Currently, no marijuana dispensaries operate on Newbury Street, but two new ones may be coming soon. The Boston Cannabis Board granted a license to Ember Gardens in February, and minority-owned business Rooted in Roxbury has proposed an establishment on Newbury Street as well. Both businesses are equity applicants.
Massachusetts is among 16 states — along with D.C. — that have legalized recreational marijuana. Forty-four states have legalized or decriminalized marijuana to some extent. Furthermore, less than 10% of surveyed Americans actively oppose legalizing marijuana, according to a 2019 survey by the Pew Research Center.
Yet anti-dispensary sentiment seems to be rampant as stores are proposed in neighborhoods around Boston.
Back Bay residents and Newbury Street business owners have cited concerns regarding the nearby alley and potential alarm system. There is also a general desire to “keep these people out of [their] neighborhood” — these sentiments insinuate that marijuana users pose some sort of threat.
In reality, there is no scientific causation between marijuana use and violence or psychosis, and therefore criminal activity. Furthermore, in Massachusetts, you are only allowed to carry up to one ounce in public and you are not allowed to use marijuana in any form outside of your home.
Newbury Street features prominent bars, liquor stores, smoke shops and even a “Condom World,” which are all arguably more inappropriate or dangerous than a low-profile dispensary. People perceive alcohol intoxication as being more dangerous than that of marijuana, yet drunkenness appears to be more normalized in our society.
For business owners, why wouldn’t you want to draw in more business and a new crowd — a crowd which likely will not be smoking out in front of your store or behaving under the influence?
This opposition isn’t just toward Newbury Street’s proposed dispensaries: Before the Brookline and Newton stores opened, the towns’ communities fought against those as well.
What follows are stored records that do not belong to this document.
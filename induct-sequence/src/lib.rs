//! Induct Sequence
//!
//! Pattern detection over numeric sequences: arithmetic and geometric
//! progressions, linear recurrences, polynomial and exponential fits and
//! periodic structure, each with a calibrated confidence.
//!
//! The free functions below run a default [`SequenceEngine`] without a step
//! sink. Build an engine directly to change the configuration or to record
//! reasoning steps.

pub mod confidence;
mod engine;
pub mod exponential;
mod helpers;
pub mod periodic;
pub mod polynomial;
pub mod progression;
pub mod recursive;

pub use engine::{
    SequenceEngine, MIN_EXTENDED_LENGTH, NO_PATTERN_MESSAGE, STAGE_DESCRIPTION, STAGE_EXTENDED, STAGE_PREDICTION,
    STAGE_RECURSIVE, TOO_SHORT_MESSAGE,
};
pub use exponential::ExponentialDetector;
pub use helpers::safe_ratio;
pub use periodic::PeriodicDetector;
pub use polynomial::PolynomialDetector;
pub use progression::{ArithmeticDetector, GeometricDetector};
pub use recursive::{FibonacciDetector, LucasDetector, TribonacciDetector};

use induct_core::{EngineError, PatternMatch, ToleranceConfig};

/// Next term and confidence from arithmetic or geometric progressions
pub fn predict(sequence: &[f64], tolerance: &ToleranceConfig) -> Result<Option<PatternMatch>, EngineError> {
    SequenceEngine::default().predict(sequence, tolerance, None)
}

/// Next term of an arithmetic or geometric progression
pub fn predict_next(sequence: &[f64], tolerance: &ToleranceConfig) -> Result<Option<f64>, EngineError> {
    SequenceEngine::default().predict_next(sequence, tolerance, None)
}

pub fn describe_pattern(sequence: &[f64], tolerance: &ToleranceConfig) -> Result<String, EngineError> {
    SequenceEngine::default().describe_pattern(sequence, tolerance, None)
}

pub fn detect_recursive_pattern(
    sequence: &[f64],
    tolerance: &ToleranceConfig,
) -> Result<Option<PatternMatch>, EngineError> {
    SequenceEngine::default().detect_recursive_pattern(sequence, tolerance, None)
}

/// Recursive, polynomial, exponential and periodic detection
pub fn detect_extended_pattern(
    sequence: &[f64],
    tolerance: &ToleranceConfig,
) -> Result<Option<PatternMatch>, EngineError> {
    SequenceEngine::default().detect_extended_pattern(sequence, tolerance, None)
}

/// Prelude for convenient imports
pub mod prelude {
    pub use crate::{
        describe_pattern, detect_extended_pattern, detect_recursive_pattern, predict, predict_next, SequenceEngine,
    };
    pub use induct_plugin::prelude::*;
}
The attitude has and continues to be that cannabis doesn’t belong in these neighborhoods.
In these suburban, family-oriented towns especially, such prevalent undertones suggest people who use weed are nefarious influences.
Our generation has accepted weed into our culture and humor — yes, it was 4/20 yesterday — but older generations may understandably be more adverse to this change, especially if they believe marijuana to be a “gateway” to more illicit drugs such as cocaine.
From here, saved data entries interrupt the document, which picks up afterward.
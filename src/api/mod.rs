// API client module: a blocking HTTP client for the Media Services REST
// API. It authenticates with the account name/key, discovers the cluster
// endpoint and exposes one method per entity operation the CLI needs.

pub mod blob;
mod models;

pub use models::*;

use anyhow::{Context, Result};
use chrono::{Duration as ChronoDuration, Utc};
use reqwest::blocking::{Client, RequestBuilder, Response};
use reqwest::header::{HeaderMap, HeaderValue, ACCEPT, AUTHORIZATION, CONTENT_TYPE, LOCATION};
use reqwest::redirect::Policy;
use reqwest::Method;
use serde::de::DeserializeOwned;
use serde_json::json;
use std::path::Path;
use std::time::Duration;
use tracing::{debug, info};

use crate::config::Settings;
use crate::error::WorkflowError;
use crate::service::MediaService;
use crate::uris;

const API_VERSION: &str = "2.19";
const ODATA_VERBOSE: &str = "application/json;odata=verbose";
const CONNECT_TIMEOUT: Duration = Duration::from_secs(30);
/// Locators start slightly in the past to absorb clock skew.
const LOCATOR_START_SKEW_MINUTES: i64 = 5;
/// Lifetime of the temporary write locator used during upload.
const UPLOAD_POLICY_DURATION: Duration = Duration::from_secs(12 * 60 * 60);

/// Authenticated client bound to one account's API endpoint.
#[derive(Clone)]
pub struct MediaServicesClient {
    http: Client,
    api_base: String,
    token: String,
}

fn with_trailing_slash(url: &str) -> String {
    if url.ends_with('/') {
        url.to_string()
    } else {
        format!("{}/", url)
    }
}

fn guess_mime_type(path: &Path) -> &'static str {
    let ext = path
        .extension()
        .and_then(|e| e.to_str())
        .map(|e| e.to_ascii_lowercase())
        .unwrap_or_default();
    match ext.as_str() {
        "mp4" | "m4v" => "video/mp4",
        "mov" => "video/quicktime",
        "wmv" => "video/x-ms-wmv",
        "avi" => "video/x-msvideo",
        "mkv" => "video/x-matroska",
        "jpg" | "jpeg" => "image/jpeg",
        "png" => "image/png",
        "mp3" => "audio/mpeg",
        "wav" => "audio/wav",
        _ => "application/octet-stream",
    }
}

impl MediaServicesClient {
    /// Authenticate against the token endpoint and resolve the API endpoint.
    pub fn connect(settings: &Settings) -> Result<Self> {
        // Redirects are handled by hand: the API answers the global endpoint
        // with a redirect to the account's cluster, and the bearer token
        // must follow it.
        let http = Client::builder()
            .redirect(Policy::none())
            .connect_timeout(CONNECT_TIMEOUT)
            .build()
            .context("Failed to build HTTP client")?;

        let token = Self::fetch_token(&http, settings)?;
        let api_base = Self::resolve_endpoint(&http, &settings.api_endpoint, &token)?;
        info!(endpoint = %api_base, "connected to media services");

        Ok(MediaServicesClient { http, api_base, token })
    }

    fn fetch_token(http: &Client, settings: &Settings) -> Result<String> {
        debug!(endpoint = %settings.acs_endpoint, "requesting access token");
        let form = [
            ("grant_type", "client_credentials"),
            ("client_id", settings.account_name.as_str()),
            ("client_secret", settings.account_key.as_str()),
            ("scope", settings.acs_scope.as_str()),
        ];
        let res = http
            .post(&settings.acs_endpoint)
            .form(&form)
            .send()
            .context("Failed to send token request")?;
        let res = blob::ensure_success(res).context("Authentication failed")?;
        let token: AccessToken = res.json().context("Parsing token response json")?;
        Ok(token.access_token)
    }

    fn resolve_endpoint(http: &Client, endpoint: &str, token: &str) -> Result<String> {
        let endpoint = with_trailing_slash(endpoint);
        let res = http
            .get(&endpoint)
            .headers(Self::odata_headers(token)?)
            .send()
            .context("Failed to reach media services endpoint")?;

        if res.status().is_redirection() {
            let location = res
                .headers()
                .get(LOCATION)
                .and_then(|v| v.to_str().ok())
                .context("Redirect without a Location header")?;
            debug!(from = %endpoint, to = %location, "api endpoint redirected");
            return Ok(with_trailing_slash(location));
        }
        blob::ensure_success(res)?;
        Ok(endpoint)
    }

    fn odata_headers(token: &str) -> Result<HeaderMap> {
        let mut headers = HeaderMap::new();
        headers.insert(
            AUTHORIZATION,
            HeaderValue::from_str(&format!("Bearer {}", token)).context("Invalid access token")?,
        );
        headers.insert("x-ms-version", HeaderValue::from_static(API_VERSION));
        headers.insert("dataserviceversion", HeaderValue::from_static("3.0"));
        headers.insert("maxdataserviceversion", HeaderValue::from_static("3.0"));
        headers.insert(ACCEPT, HeaderValue::from_static(ODATA_VERBOSE));
        Ok(headers)
    }

    /// Base URL of the resolved cluster endpoint, ending in `/`.
    pub fn api_base(&self) -> &str {
        &self.api_base
    }

    fn set_url(&self, set: &str) -> String {
        format!("{}{}", self.api_base, set)
    }

    fn entity_url(&self, set: &str, id: &str) -> String {
        format!("{}{}('{}')", self.api_base, set, urlencoding::encode(id))
    }

    fn request(&self, method: Method, url: &str) -> Result<RequestBuilder> {
        debug!(%method, %url, "odata request");
        Ok(self.http.request(method, url).headers(Self::odata_headers(&self.token)?))
    }

    fn send(&self, req: RequestBuilder) -> Result<Response> {
        let res = req.send().context("Failed to send request")?;
        blob::ensure_success(res)
    }

    fn get_entity<T: DeserializeOwned>(&self, url: &str) -> Result<T> {
        let res = self.send(self.request(Method::GET, url)?)?;
        let body: ODataEntity<T> = res.json().context("Parsing entity json")?;
        Ok(body.d)
    }

    fn get_list<T: DeserializeOwned>(&self, url: &str) -> Result<Vec<T>> {
        let res = self.send(self.request(Method::GET, url)?)?;
        let body: ODataList<T> = res.json().context("Parsing entity set json")?;
        Ok(body.d.results)
    }

    fn post_entity<T: DeserializeOwned>(&self, set: &str, payload: &serde_json::Value) -> Result<T> {
        let req = self
            .request(Method::POST, &self.set_url(set))?
            .header(CONTENT_TYPE, ODATA_VERBOSE)
            .json(payload);
        let res = self.send(req)?;
        let body: ODataEntity<T> = res
            .json()
            .with_context(|| format!("Parsing created {} json", set))?;
        Ok(body.d)
    }

    fn delete_entity(&self, set: &str, id: &str) -> Result<()> {
        self.send(self.request(Method::DELETE, &self.entity_url(set, id))?)?;
        Ok(())
    }

    pub fn create_asset(&self, name: &str, options: AssetCreationOptions) -> Result<Asset> {
        self.post_entity("Assets", &json!({ "Name": name, "Options": i32::from(options) }))
    }

    pub fn create_asset_file(&self, asset: &Asset, name: &str, mime_type: &str) -> Result<AssetFile> {
        self.post_entity(
            "Files",
            &json!({
                "IsEncrypted": "false",
                "IsPrimary": "true",
                "MimeType": mime_type,
                "Name": name,
                "ParentAssetId": asset.id,
            }),
        )
    }

    /// Record the uploaded size on the file entity (OData `MERGE`).
    pub fn update_file_size(&self, file: &AssetFile, size: u64) -> Result<()> {
        let merge = Method::from_bytes(b"MERGE").context("Invalid MERGE method")?;
        let req = self
            .request(merge, &self.entity_url("Files", &file.id))?
            .header(CONTENT_TYPE, ODATA_VERBOSE)
            .json(&json!({ "ContentFileSize": size.to_string() }));
        self.send(req)?;
        Ok(())
    }

    pub fn create_access_policy(
        &self,
        name: &str,
        duration: Duration,
        permissions: AccessPermissions,
    ) -> Result<AccessPolicy> {
        let minutes = duration.as_secs_f64() / 60.0;
        self.post_entity(
            "AccessPolicies",
            &json!({
                "Name": name,
                "DurationInMinutes": minutes.to_string(),
                "Permissions": permissions.0,
            }),
        )
    }

    pub fn delete_access_policy(&self, policy: &AccessPolicy) -> Result<()> {
        self.delete_entity("AccessPolicies", &policy.id)
    }

    pub fn create_locator(
        &self,
        locator_type: LocatorType,
        asset: &Asset,
        policy: &AccessPolicy,
    ) -> Result<Locator> {
        let start = Utc::now() - ChronoDuration::minutes(LOCATOR_START_SKEW_MINUTES);
        self.post_entity(
            "Locators",
            &json!({
                "AccessPolicyId": policy.id,
                "AssetId": asset.id,
                "StartTime": start.format("%Y-%m-%dT%H:%M:%S").to_string(),
                "Type": i32::from(locator_type),
            }),
        )
    }

    pub fn delete_locator(&self, locator: &Locator) -> Result<()> {
        self.delete_entity("Locators", &locator.id)
    }

    pub fn asset_files(&self, asset_id: &str) -> Result<Vec<AssetFile>> {
        self.get_list(&format!("{}/Files", self.entity_url("Assets", asset_id)))
    }

    pub fn media_processors(&self, name: &str) -> Result<Vec<MediaProcessor>> {
        let filter = format!("Name eq '{}'", name.replace('\'', "''"));
        let req = self
            .request(Method::GET, &self.set_url("MediaProcessors()"))?
            .query(&[("$filter", filter.as_str())]);
        let res = self.send(req)?;
        let body: ODataList<MediaProcessor> = res.json().context("Parsing media processors json")?;
        Ok(body.d.results)
    }

    pub fn create_job(&self, request: &JobRequest) -> Result<Job> {
        let input_uri = self.entity_url("Assets", &request.input_asset_id);
        self.post_entity(
            "Jobs",
            &json!({
                "Name": request.name,
                "InputMediaAssets": [{ "__metadata": { "uri": input_uri } }],
                "Tasks": [{
                    "Configuration": request.configuration,
                    "MediaProcessorId": request.processor_id,
                    "TaskBody": request.task_body(),
                }],
            }),
        )
    }

    pub fn get_job(&self, job_id: &str) -> Result<Job> {
        self.get_entity(&self.entity_url("Jobs", job_id))
    }

    pub fn job_tasks(&self, job_id: &str) -> Result<Vec<Task>> {
        self.get_list(&format!("{}/Tasks", self.entity_url("Jobs", job_id)))
    }

    pub fn job_output_assets(&self, job_id: &str) -> Result<Vec<Asset>> {
        self.get_list(&format!("{}/OutputMediaAssets", self.entity_url("Jobs", job_id)))
    }
}

impl MediaService for MediaServicesClient {
    /// Create an asset holding one file: asset and file records, a
    /// temporary write locator, the block upload, then the size update.
    fn upload_asset(
        &self,
        path: &Path,
        options: AssetCreationOptions,
        on_progress: &mut dyn FnMut(&AssetFile, f64),
    ) -> Result<Asset> {
        // Client-side encryption with a content key is not implemented, so
        // only plain uploads are accepted.
        if options != AssetCreationOptions::None {
            return Err(WorkflowError::UnsupportedUploadOptions(options).into());
        }
        let file_name = path
            .file_name()
            .and_then(|n| n.to_str())
            .with_context(|| format!("{} has no usable file name", path.display()))?;

        let asset = self.create_asset(file_name, options)?;
        let file = self.create_asset_file(&asset, file_name, guess_mime_type(path))?;

        let policy = MediaServicesClient::create_access_policy(
            self,
            "AssetUploadPolicy",
            UPLOAD_POLICY_DURATION,
            AccessPermissions::WRITE,
        )?;
        let locator = MediaServicesClient::create_locator(self, LocatorType::Sas, &asset, &policy)?;

        let blob_uri = uris::sas_file_uri(&locator.path, file_name);
        let size = blob::upload_block_blob(
            &self.http,
            &blob_uri,
            path,
            guess_mime_type(path),
            &mut |p| on_progress(&file, p),
        )?;
        self.update_file_size(&file, size)?;

        self.delete_locator(&locator)?;
        self.delete_access_policy(&policy)?;
        Ok(asset)
    }

    fn latest_media_processor(&self, name: &str) -> Result<MediaProcessor> {
        self.media_processors(name)?
            .into_iter()
            .max_by_key(|mp| mp.version_key())
            .with_context(|| format!("Unknown media processor '{}'", name))
    }

    fn submit_job(&self, request: &JobRequest) -> Result<Job> {
        self.create_job(request)
    }

    fn job_status(&self, job_id: &str) -> Result<JobStatus> {
        let job = self.get_job(job_id)?;
        let tasks = self.job_tasks(job_id)?;
        Ok(JobStatus::from_tasks(job.state, &tasks))
    }

    fn job_output_assets(&self, job_id: &str) -> Result<Vec<Asset>> {
        MediaServicesClient::job_output_assets(self, job_id)
    }

    fn create_access_policy(
        &self,
        name: &str,
        duration: Duration,
        permissions: AccessPermissions,
    ) -> Result<AccessPolicy> {
        MediaServicesClient::create_access_policy(self, name, duration, permissions)
    }

    fn create_locator(
        &self,
        locator_type: LocatorType,
        asset: &Asset,
        policy: &AccessPolicy,
    ) -> Result<Locator> {
        MediaServicesClient::create_locator(self, locator_type, asset, policy)
    }

    fn asset_files(&self, asset_id: &str) -> Result<Vec<AssetFile>> {
        MediaServicesClient::asset_files(self, asset_id)
    }

    fn download_file(
        &self,
        uri: &str,
        destination: &Path,
        on_progress: &mut dyn FnMut(f64),
    ) -> Result<u64> {
        blob::download_blob(&self.http, uri, destination, on_progress)
    }
}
However, most marijuana users do not transition to other drugs, according to the Centers for Disease Control and Prevention.
While the generational gap may be to blame for part of this misinformation, the government and the war on drugs are also to blame. There is a link between marijuana criminalization and stigmatization, according to a 2020 study published in the European Journal of Criminology.
Our federal government has yet to legalize marijuana — forcing individual states to do so on their own, despite the limited decriminalization consensus across 44 states — and people of color are disproportionately arrested for marijuana-related charges. Plus, places that criminalize marijuana possession distribute disproportionate sentences for this nonviolent crime.
Not only is the history of cannabis steeped in racism, but it also continues to be an issue of racial justice in the United States. Despite nearly equal consumption rates between Black and white Americans, Black Americans are arrested for marijuana possession almost four times as often as their white counterparts.
President Joe Biden hasn’t followed through with his campaign promises to release marijuana offenders and expunge their records, either.
The national criminalization and racial disparity in marijuana arrests, paired with the poorly concealed elitism and stigmatization in our own backyards, show we sorely need to change our attitudes.
To cultivate a general shift across generations and demographics, we must refuse to see the Newbury Street dispensaries as an invasion of shady or criminal characters, which is an outdated perception of marijuana users. Instead, we need to continue pushing for racial equity within the marijuana business and release people who were incarcerated for marijuana possession on a national scale.